//! In-memory fakes driving the monitor in integration tests: a scriptable
//! constant-product market and a scripted LLM.
#![allow(dead_code)]

use std::{
    collections::VecDeque,
    sync::{
        atomic::{AtomicU64, Ordering},
        Arc, Mutex,
    },
    time::Duration,
};

use alloy_primitives::{Address, B256, U256};
use async_trait::async_trait;

use vigil::{
    actor::{ActionWorker, Actor, IntentSlot, StateCache},
    agent::{Agent, LatestSnapshot, MonitorStatus},
    chain::{
        AmmReserves, ChainStateView, LiquidationSeen, OracleReading, ProtocolClient, ProtocolLogs,
        SwapSeen, TxOutcome,
    },
    config::{DeciderThresholds, FilterThresholds},
    errors::{ChainError, ChainResult, LlmError, LlmResult},
    llm::LlmClient,
    observer::Observer,
    reasoner::Reasoner,
    restore::{RestoreConfig, RestoreScheduler},
    store::EventStore,
    types::{spot_price_e8, weth_wei, BlockNumber, Confidence, PriceE8},
};

pub const USDC_UNIT: u64 = 1_000_000;

pub fn usd(dollars: u64) -> PriceE8 {
    PriceE8::from_raw(dollars as u128 * PriceE8::SCALE)
}

pub fn usdc_units(amount: u64) -> U256 {
    U256::from(amount) * U256::from(USDC_UNIT)
}

struct MarketSim {
    block: u64,
    oracle_price: PriceE8,
    weth: U256,
    usdc: U256,
    flags: ChainStateView,
    pending_logs: ProtocolLogs,
    /// Remaining reads that fail transiently before recovery.
    transient_failures: u32,
    tx_counter: u64,
    pause_amm_calls: u64,
}

impl MarketSim {
    fn spot(&self) -> PriceE8 {
        spot_price_e8(self.weth, self.usdc).unwrap_or(PriceE8::from_raw(0))
    }

    fn next_tx(&mut self) -> TxOutcome {
        self.tx_counter += 1;
        self.block += 1;
        TxOutcome {
            hash: B256::from(U256::from(self.tx_counter)),
            block: Some(self.block),
            gas_used: Some(50_000),
        }
    }
}

/// Scriptable in-memory protocol implementing the chain seam.
pub struct FakeProtocol {
    sim: Mutex<MarketSim>,
}

impl FakeProtocol {
    /// A healthy pool: 100 WETH / 200k USDC, oracle at $2000.
    pub fn healthy() -> Arc<Self> {
        Arc::new(Self {
            sim: Mutex::new(MarketSim {
                block: 100,
                oracle_price: usd(2_000),
                weth: weth_wei(100),
                usdc: usdc_units(200_000),
                flags: ChainStateView::default(),
                pending_logs: ProtocolLogs::default(),
                transient_failures: 0,
                tx_counter: 0,
                pause_amm_calls: 0,
            }),
        })
    }

    fn sim(&self) -> std::sync::MutexGuard<'_, MarketSim> {
        self.sim.lock().expect("sim poisoned")
    }

    pub fn advance_block(&self) {
        self.sim().block += 1;
    }

    pub fn set_oracle_price(&self, price: PriceE8) {
        self.sim().oracle_price = price;
    }

    pub fn set_reserves(&self, weth: U256, usdc: U256) {
        let mut sim = self.sim();
        sim.weth = weth;
        sim.usdc = usdc;
    }

    pub fn set_amm_paused(&self, paused: bool) {
        self.sim().flags.amm_paused = paused;
    }

    pub fn spot_price(&self) -> PriceE8 {
        self.sim().spot()
    }

    pub fn flags(&self) -> ChainStateView {
        self.sim().flags
    }

    pub fn current_block_number(&self) -> u64 {
        self.sim().block
    }

    pub fn pause_amm_calls(&self) -> u64 {
        self.sim().pause_amm_calls
    }

    /// Queues a swap log that the next observation will pick up.
    pub fn push_swap(&self, amount_in_weth: u64) {
        let mut sim = self.sim();
        let block = BlockNumber::new(sim.block);
        sim.pending_logs.swaps.push(SwapSeen {
            sender: Address::repeat_byte(0xaa),
            amount_in: weth_wei(amount_in_weth),
            is_weth_to_usdc: true,
            block,
        });
    }

    pub fn push_liquidation(&self, user: Address) {
        let mut sim = self.sim();
        let block = BlockNumber::new(sim.block);
        sim.pending_logs.liquidations.push(LiquidationSeen { user, block });
    }

    /// Makes the next `count` reads fail transiently.
    pub fn fail_next_reads(&self, count: u32) {
        self.sim().transient_failures = count;
    }

    /// Crashes the pool to roughly `spot` dollars per WETH by draining
    /// USDC along the constant-product curve.
    pub fn crash_to(&self, spot: PriceE8) {
        let mut sim = self.sim();
        let k = sim.weth * sim.usdc;
        let scale = U256::from(10u64).pow(U256::from(20u64));
        // usdc' = sqrt(k * p / 1e20)
        let target_usdc = isqrt(k * spot.to_u256() / scale);
        sim.usdc = target_usdc;
        sim.weth = k / target_usdc;
        sim.block += 1;
    }

    fn check_failure(&self) -> ChainResult<()> {
        let mut sim = self.sim();
        if sim.transient_failures > 0 {
            sim.transient_failures -= 1;
            return Err(ChainError::Transient("simulated rpc outage".into()));
        }
        Ok(())
    }
}

fn isqrt(value: U256) -> U256 {
    if value.is_zero() {
        return U256::ZERO;
    }
    let mut x = value;
    let mut y = (value + U256::from(1u64)) >> 1;
    while y < x {
        x = y;
        y = (x + value / x) >> 1;
    }
    x
}

#[async_trait]
impl ProtocolClient for FakeProtocol {
    async fn current_block(&self) -> ChainResult<BlockNumber> {
        self.check_failure()?;
        Ok(BlockNumber::new(self.sim().block))
    }

    async fn oracle_price(&self) -> ChainResult<OracleReading> {
        self.check_failure()?;
        let sim = self.sim();
        Ok(OracleReading {
            price: sim.oracle_price,
            timestamp: 0,
            block: BlockNumber::new(sim.block),
        })
    }

    async fn amm_reserves(&self) -> ChainResult<AmmReserves> {
        self.check_failure()?;
        let sim = self.sim();
        Ok(AmmReserves {
            weth: sim.weth,
            usdc: sim.usdc,
            spot_price: sim.spot(),
        })
    }

    async fn chain_flags(&self) -> ChainResult<ChainStateView> {
        self.check_failure()?;
        Ok(self.sim().flags)
    }

    async fn protocol_logs(&self, _from: BlockNumber, _to: BlockNumber) -> ChainResult<ProtocolLogs> {
        self.check_failure()?;
        Ok(std::mem::take(&mut self.sim().pending_logs))
    }

    async fn pause_amm(&self) -> ChainResult<TxOutcome> {
        let mut sim = self.sim();
        sim.pause_amm_calls += 1;
        if sim.flags.amm_paused {
            return Err(ChainError::Permanent("execution reverted: AMM: already paused".into()));
        }
        sim.flags.amm_paused = true;
        Ok(sim.next_tx())
    }

    async fn unpause_amm(&self) -> ChainResult<TxOutcome> {
        let mut sim = self.sim();
        if !sim.flags.amm_paused {
            return Err(ChainError::Permanent("execution reverted: AMM: not paused".into()));
        }
        sim.flags.amm_paused = false;
        Ok(sim.next_tx())
    }

    async fn pause_vault(&self, _reason: &str) -> ChainResult<TxOutcome> {
        let mut sim = self.sim();
        if sim.flags.vault_paused {
            return Err(ChainError::Permanent("execution reverted: vault already paused".into()));
        }
        sim.flags.vault_paused = true;
        Ok(sim.next_tx())
    }

    async fn unpause_vault(&self) -> ChainResult<TxOutcome> {
        let mut sim = self.sim();
        if !sim.flags.vault_paused {
            return Err(ChainError::Permanent("execution reverted: vault not paused".into()));
        }
        sim.flags.vault_paused = false;
        Ok(sim.next_tx())
    }

    async fn block_liquidations(&self) -> ChainResult<TxOutcome> {
        let mut sim = self.sim();
        if sim.flags.liquidations_blocked {
            return Err(ChainError::Permanent(
                "execution reverted: liquidations already blocked".into(),
            ));
        }
        sim.flags.liquidations_blocked = true;
        Ok(sim.next_tx())
    }

    async fn unblock_liquidations(&self) -> ChainResult<TxOutcome> {
        let mut sim = self.sim();
        if !sim.flags.liquidations_blocked {
            return Err(ChainError::Permanent(
                "execution reverted: liquidations not blocked".into(),
            ));
        }
        sim.flags.liquidations_blocked = false;
        Ok(sim.next_tx())
    }

    async fn swap_weth_for_usdc(&self, amount_in: U256) -> ChainResult<TxOutcome> {
        let mut sim = self.sim();
        if sim.flags.amm_paused {
            return Err(ChainError::Permanent("execution reverted: AMM: paused".into()));
        }
        let k = sim.weth * sim.usdc;
        sim.weth += amount_in;
        sim.usdc = k / sim.weth;
        Ok(sim.next_tx())
    }

    async fn swap_usdc_for_weth(&self, amount_in: U256) -> ChainResult<TxOutcome> {
        let mut sim = self.sim();
        if sim.flags.amm_paused {
            return Err(ChainError::Permanent("execution reverted: AMM: paused".into()));
        }
        let k = sim.weth * sim.usdc;
        sim.usdc += amount_in;
        sim.weth = k / sim.usdc;
        Ok(sim.next_tx())
    }
}

/// A scripted reply for the fake LLM.
pub enum ScriptedReply {
    Text(String),
    /// Sleeps far past the reasoner's timeout.
    Hang,
    TransportError,
}

impl ScriptedReply {
    pub fn assessment(classification: &str, confidence: f64, evidence: &[&str]) -> Self {
        let evidence: Vec<String> = evidence.iter().map(|s| s.to_string()).collect();
        ScriptedReply::Text(
            serde_json::json!({
                "classification": classification,
                "confidence": confidence,
                "explanation": "scripted assessment",
                "evidence": evidence,
            })
            .to_string(),
        )
    }
}

/// LLM fake: pops scripted replies in order and counts calls.
pub struct FixedLlm {
    replies: Mutex<VecDeque<ScriptedReply>>,
    pub calls: AtomicU64,
}

impl FixedLlm {
    pub fn new(replies: Vec<ScriptedReply>) -> Arc<Self> {
        Arc::new(Self {
            replies: Mutex::new(replies.into()),
            calls: AtomicU64::new(0),
        })
    }

    pub fn empty() -> Arc<Self> {
        Self::new(Vec::new())
    }

    pub fn call_count(&self) -> u64 {
        self.calls.load(Ordering::Relaxed)
    }
}

#[async_trait]
impl LlmClient for FixedLlm {
    async fn complete(&self, _prompt: &str) -> LlmResult<String> {
        self.calls.fetch_add(1, Ordering::Relaxed);
        let reply = self.replies.lock().expect("replies poisoned").pop_front();
        match reply {
            Some(ScriptedReply::Text(text)) => Ok(text),
            Some(ScriptedReply::Hang) => {
                tokio::time::sleep(Duration::from_secs(3_600)).await;
                Err(LlmError::EmptyResponse)
            }
            Some(ScriptedReply::TransportError) => Err(LlmError::Http {
                status: 503,
                body: "scripted outage".into(),
            }),
            None => Err(LlmError::EmptyResponse),
        }
    }
}

/// Everything a test needs to drive the monitor deterministically.
pub struct Harness {
    pub agent: Agent,
    pub worker: ActionWorker,
    pub store: Arc<EventStore>,
    pub restore: Arc<RestoreScheduler>,
    pub state_cache: Arc<StateCache>,
    pub slot: Arc<IntentSlot>,
    pub status: Arc<MonitorStatus>,
}

pub fn filter_thresholds() -> FilterThresholds {
    FilterThresholds {
        deviation_bps: 500,
        extreme_move_bps: 1_000,
        max_swaps_in_block: 3,
        large_swap_wei: weth_wei(10),
        recovery_settle_bps: 100,
        recovery_spike_bps: 1_000,
    }
}

pub fn decider_thresholds() -> DeciderThresholds {
    DeciderThresholds {
        pause: Confidence::from_f64(0.75),
        block_liquidations: Confidence::from_f64(0.50),
        pause_vault: Confidence::from_f64(0.90),
    }
}

/// Builds a full monitor around the fakes. `llm_timeout` bounds each LLM
/// call; `restore_delay` arms the scheduler.
pub fn build_harness(
    chain: Arc<FakeProtocol>,
    llm: Arc<FixedLlm>,
    llm_timeout: Duration,
    restore_delay: Duration,
) -> Harness {
    let chain: Arc<dyn ProtocolClient> = chain;
    let store = Arc::new(EventStore::new(10_000));
    let status = Arc::new(MonitorStatus::default());
    let latest = Arc::new(LatestSnapshot::default());
    let state_cache = Arc::new(StateCache::default());
    let slot = Arc::new(IntentSlot::new());
    let restore = Arc::new(RestoreScheduler::new(
        Arc::clone(&chain),
        Arc::clone(&store),
        RestoreConfig {
            delay: restore_delay,
            repause: false,
        },
    ));

    let agent = Agent::new(
        Observer::new(Arc::clone(&chain)),
        Reasoner::new(llm, llm_timeout, 1_000),
        filter_thresholds(),
        decider_thresholds(),
        Arc::clone(&slot),
        Arc::clone(&state_cache),
        Arc::clone(&store),
        Arc::clone(&status),
        Arc::clone(&latest),
        Duration::from_secs(2),
    );
    let worker = ActionWorker::new(
        Arc::clone(&slot),
        Actor::new(Arc::clone(&chain)),
        Arc::clone(&state_cache),
        Arc::clone(&store),
        Arc::clone(&restore),
    );

    Harness {
        agent,
        worker,
        store,
        restore,
        state_cache,
        slot,
        status,
    }
}
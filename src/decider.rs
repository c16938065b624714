//! Policy engine: maps a classification onto at most one protective action.
//!
//! `decide` is a pure function of the classification and the last observed
//! on-chain state; when several rules match, the most restrictive action
//! wins.

use serde::Serialize;
use std::fmt;

use crate::{
    chain::ChainStateView,
    config::DeciderThresholds,
    reasoner::{Classification, ThreatKind},
    types::Confidence,
};

/// Protective actions the monitor can take.
#[derive(Debug, Clone, Copy, PartialEq, Eq, Serialize)]
#[serde(rename_all = "SCREAMING_SNAKE_CASE")]
pub enum ActionKind {
    None,
    PauseAmm,
    BlockLiquidations,
    PauseVault,
    Restore,
}

impl ActionKind {
    /// Restrictiveness order used for tie-breaks and queue coalescing:
    /// PAUSE_VAULT > PAUSE_AMM > BLOCK_LIQUIDATIONS > RESTORE > NONE.
    pub fn severity(self) -> u8 {
        match self {
            ActionKind::None => 0,
            ActionKind::Restore => 1,
            ActionKind::BlockLiquidations => 2,
            ActionKind::PauseAmm => 3,
            ActionKind::PauseVault => 4,
        }
    }
}

impl fmt::Display for ActionKind {
    fn fmt(&self, f: &mut fmt::Formatter<'_>) -> fmt::Result {
        let name = match self {
            ActionKind::None => "NONE",
            ActionKind::PauseAmm => "PAUSE_AMM",
            ActionKind::BlockLiquidations => "BLOCK_LIQUIDATIONS",
            ActionKind::PauseVault => "PAUSE_VAULT",
            ActionKind::Restore => "RESTORE",
        };
        f.write_str(name)
    }
}

/// The decider's chosen action plus its justification.
#[derive(Debug, Clone, Serialize)]
pub struct Intent {
    pub action: ActionKind,
    pub rationale: String,
    pub confidence: Confidence,
}

impl Intent {
    fn new(action: ActionKind, rationale: String, confidence: Confidence) -> Self {
        Self {
            action,
            rationale,
            confidence,
        }
    }

    fn none(rationale: &str, confidence: Confidence) -> Self {
        Self::new(ActionKind::None, rationale.to_string(), confidence)
    }
}

/// Applies the policy table. Pure: identical inputs always produce the
/// same intent.
pub fn decide(
    classification: &Classification,
    state: &ChainStateView,
    thresholds: &DeciderThresholds,
) -> Intent {
    let confidence = classification.confidence;

    if classification.kind == ThreatKind::Natural {
        return Intent::none("market activity within normal parameters", confidence);
    }
    if confidence < thresholds.block_liquidations {
        return Intent::none(
            "threat confidence below every action threshold",
            confidence,
        );
    }

    // Collect every matching rule, then pick the most restrictive.
    let mut candidates: Vec<Intent> = Vec::new();

    match classification.kind {
        ThreatKind::FlashLoanAttack if confidence >= thresholds.pause => {
            if state.amm_paused || state.vault_paused {
                candidates.push(Intent::none(
                    "flash loan attack confirmed but protocol already paused",
                    confidence,
                ));
            } else {
                candidates.push(Intent::new(
                    ActionKind::PauseAmm,
                    format!(
                        "flash loan attack detected with {confidence} confidence; pausing AMM \
                         to stop the manipulation"
                    ),
                    confidence,
                ));
            }
        }
        ThreatKind::FlashLoanAttack => {
            // Medium confidence: conservative response.
            if !state.amm_paused && !state.liquidations_blocked {
                candidates.push(Intent::new(
                    ActionKind::BlockLiquidations,
                    format!(
                        "potential flash loan attack with {confidence} confidence; blocking \
                         liquidations as a precaution"
                    ),
                    confidence,
                ));
            }
        }
        ThreatKind::OracleManipulation => {
            if !state.liquidations_blocked {
                candidates.push(Intent::new(
                    ActionKind::BlockLiquidations,
                    format!(
                        "oracle manipulation detected with {confidence} confidence; blocking \
                         liquidations to protect borrowers"
                    ),
                    confidence,
                ));
            } else {
                candidates.push(Intent::none(
                    "oracle manipulation detected but liquidations already blocked",
                    confidence,
                ));
            }
        }
        ThreatKind::Sandwich if confidence >= thresholds.pause => {
            if !state.amm_paused {
                candidates.push(Intent::new(
                    ActionKind::PauseAmm,
                    format!(
                        "sandwich pattern detected with {confidence} confidence; pausing AMM"
                    ),
                    confidence,
                ));
            }
        }
        ThreatKind::UnknownAnomaly if confidence >= thresholds.pause_vault => {
            if !state.amm_paused && !state.vault_paused {
                candidates.push(Intent::new(
                    ActionKind::PauseVault,
                    format!(
                        "unclassified anomaly with {confidence} confidence; pausing vault \
                         until reviewed"
                    ),
                    confidence,
                ));
            }
        }
        _ => {}
    }

    candidates
        .into_iter()
        .max_by_key(|intent| intent.action.severity())
        .unwrap_or_else(|| {
            Intent::none(
                "no policy rule matched at this confidence and state",
                confidence,
            )
        })
}
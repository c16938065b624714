//! Post-defense price restoration.
//!
//! After a successful AMM pause the scheduler arms a single delayed task:
//! unpause the pool, push the spot price back to the oracle price with one
//! counter-swap derived from the constant-product invariant, and
//! optionally re-pause. Arming again cancels the previous task; at most
//! one restore is ever pending.

use std::{
    sync::{Arc, Mutex},
    time::Duration,
};

use alloy_primitives::U256;
use tokio::task::JoinHandle;
use tracing::{info, warn};

use crate::{
    chain::ProtocolClient,
    events::EventPayload,
    store::EventStore,
    types::{spot_price_e8, BlockNumber, CycleIndex, PriceE8},
};

/// Restore counts as successful when the new spot lands within this many
/// basis points of the oracle price (5%).
const RESTORE_TOLERANCE_BPS: u64 = 500;

#[derive(Debug, Clone)]
pub struct RestoreConfig {
    pub delay: Duration,
    /// Re-pause the AMM after a successful restore. Default off: the pool
    /// resumes trading at the restored price.
    pub repause: bool,
}

/// Which side of the pool the counter-swap feeds.
#[derive(Debug, Clone, Copy, PartialEq, Eq)]
pub enum SwapDirection {
    WethForUsdc,
    UsdcForWeth,
}

#[derive(Debug, Clone, Copy, PartialEq, Eq)]
pub struct CounterSwap {
    pub direction: SwapDirection,
    pub amount_in: U256,
}

/// Result of one restore attempt, ready to be appended as an event.
#[derive(Debug, Clone)]
pub struct RestoreOutcome {
    pub success: bool,
    pub tx_hash: Option<alloy_primitives::B256>,
    pub block: Option<BlockNumber>,
    pub new_price: Option<PriceE8>,
    pub target_price: PriceE8,
    pub message: String,
}

impl RestoreOutcome {
    pub fn into_payload(self) -> EventPayload {
        EventPayload::Restore {
            block: self.block,
            success: self.success,
            tx_hash: self.tx_hash,
            new_price: self.new_price,
            target_price: self.target_price,
            message: self.message,
        }
    }

    fn failed(target_price: PriceE8, message: String) -> Self {
        Self {
            success: false,
            tx_hash: None,
            block: None,
            new_price: None,
            target_price,
            message,
        }
    }
}

/// Owns the single pending restore task.
pub struct RestoreScheduler {
    chain: Arc<dyn ProtocolClient>,
    store: Arc<EventStore>,
    config: RestoreConfig,
    task: Mutex<Option<JoinHandle<()>>>,
}

impl RestoreScheduler {
    pub fn new(chain: Arc<dyn ProtocolClient>, store: Arc<EventStore>, config: RestoreConfig) -> Self {
        Self {
            chain,
            store,
            config,
            task: Mutex::new(None),
        }
    }

    /// Schedules a restore at `now + delay`. A task armed earlier (for an
    /// older attack) is cancelled first.
    pub fn arm(self: &Arc<Self>, cycle: CycleIndex) {
        let mut slot = self.task.lock().expect("restore scheduler poisoned");
        if let Some(previous) = slot.take() {
            previous.abort();
            info!("previous restore task cancelled; re-arming");
        }
        let this = Arc::clone(self);
        *slot = Some(tokio::spawn(async move {
            tokio::time::sleep(this.config.delay).await;
            info!("restore delay elapsed; restoring AMM price");
            let outcome = perform_restore(this.chain.as_ref(), this.config.repause).await;
            if !outcome.success {
                warn!("restore incomplete: {}", outcome.message);
            }
            this.store.append(cycle, outcome.into_payload());
        }));
    }

    /// Cancels any pending restore; used on shutdown and by tests.
    pub fn cancel(&self) {
        if let Some(task) = self.task.lock().expect("restore scheduler poisoned").take() {
            task.abort();
        }
    }
}

impl Drop for RestoreScheduler {
    fn drop(&mut self) {
        self.cancel();
    }
}

/// Unpauses the AMM and drives its spot price back to the oracle price.
///
/// Shared by the scheduler and the admin reset endpoint.
pub async fn perform_restore(chain: &dyn ProtocolClient, repause: bool) -> RestoreOutcome {
    let target = match chain.oracle_price().await {
        Ok(reading) => reading.price,
        Err(err) => {
            return RestoreOutcome::failed(
                PriceE8::from_raw(0),
                format!("could not read oracle price: {err}"),
            )
        }
    };

    // The pool must trade to rebalance. "not paused" reverts are fine.
    if let Err(err) = chain.unpause_amm().await {
        let text = err.message().to_ascii_lowercase();
        if !text.contains("not paused") {
            return RestoreOutcome::failed(target, format!("unpause failed: {err}"));
        }
    }

    let reserves = match chain.amm_reserves().await {
        Ok(reserves) => reserves,
        Err(err) => {
            return RestoreOutcome::failed(target, format!("could not read reserves: {err}"))
        }
    };

    let mut tx_hash = None;
    let mut block = None;
    match counter_swap(reserves.weth, reserves.usdc, target) {
        Some(swap) => {
            let submitted = match swap.direction {
                SwapDirection::WethForUsdc => chain.swap_weth_for_usdc(swap.amount_in).await,
                SwapDirection::UsdcForWeth => chain.swap_usdc_for_weth(swap.amount_in).await,
            };
            match submitted {
                Ok(outcome) => {
                    tx_hash = Some(outcome.hash);
                    block = outcome.block.map(BlockNumber::new);
                }
                Err(err) => {
                    return RestoreOutcome::failed(target, format!("counter-swap failed: {err}"))
                }
            }
        }
        None => info!("pool already near oracle price; no counter-swap needed"),
    }

    if repause {
        if let Err(err) = chain.pause_amm().await {
            warn!("re-pause after restore failed: {err}");
        }
    }

    let new_price = match chain.amm_reserves().await {
        Ok(reserves) => Some(reserves.spot_price),
        Err(_) => None,
    };
    let success = new_price
        .map(|price| price.abs_diff_bps(target, target) <= RESTORE_TOLERANCE_BPS)
        .unwrap_or(false);

    RestoreOutcome {
        success,
        tx_hash,
        block,
        new_price,
        target_price: target,
        message: if success {
            "price restored to oracle".to_string()
        } else {
            "spot price still outside tolerance after restore".to_string()
        },
    }
}

/// Solves the counter-swap that moves a constant-product pool to
/// `target` price: with `k = x * y`, the balanced reserves are
/// `usdc' = sqrt(k * p / 1e20)` and `weth' = sqrt(k * 1e20 / p)`, and the
/// trade is the deficit on whichever side needs liquidity.
///
/// Returns `None` when the pool is already within tolerance or the
/// reserves are degenerate.
pub fn counter_swap(weth: U256, usdc: U256, target: PriceE8) -> Option<CounterSwap> {
    if weth.is_zero() || usdc.is_zero() || target.is_zero() {
        return None;
    }
    let current = spot_price_e8(weth, usdc)?;
    if current.abs_diff_bps(target, target) <= RESTORE_TOLERANCE_BPS {
        return None;
    }

    // usdc has 6 decimals, weth 18, prices 8: price = usdc * 1e20 / weth.
    let scale = U256::from(10u64).pow(U256::from(20u64));
    let k = weth.checked_mul(usdc)?;
    let p = target.to_u256();

    let usdc_target = isqrt(k.checked_mul(p)? / scale);
    let weth_target = isqrt(k.checked_mul(scale)? / p);

    if usdc_target > usdc {
        Some(CounterSwap {
            direction: SwapDirection::UsdcForWeth,
            amount_in: usdc_target - usdc,
        })
    } else if weth_target > weth {
        Some(CounterSwap {
            direction: SwapDirection::WethForUsdc,
            amount_in: weth_target - weth,
        })
    } else {
        None
    }
}

/// Babylonian integer square root.
fn isqrt(value: U256) -> U256 {
    if value.is_zero() {
        return U256::ZERO;
    }
    let one = U256::from(1u64);
    let mut x = value;
    let mut y = (value + one) >> 1;
    while y < x {
        x = y;
        y = (x + value / x) >> 1;
    }
    x
}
•••
# ASSIGNMENT:
Among the lines above, which ones hold the string "back"? Show them.

# ANSWER TO THIS PROBLEM:
//! unpause the pool, push the spot price back to the oracle price with one
/// Unpauses the AMM and drives its spot price back to the oracle price.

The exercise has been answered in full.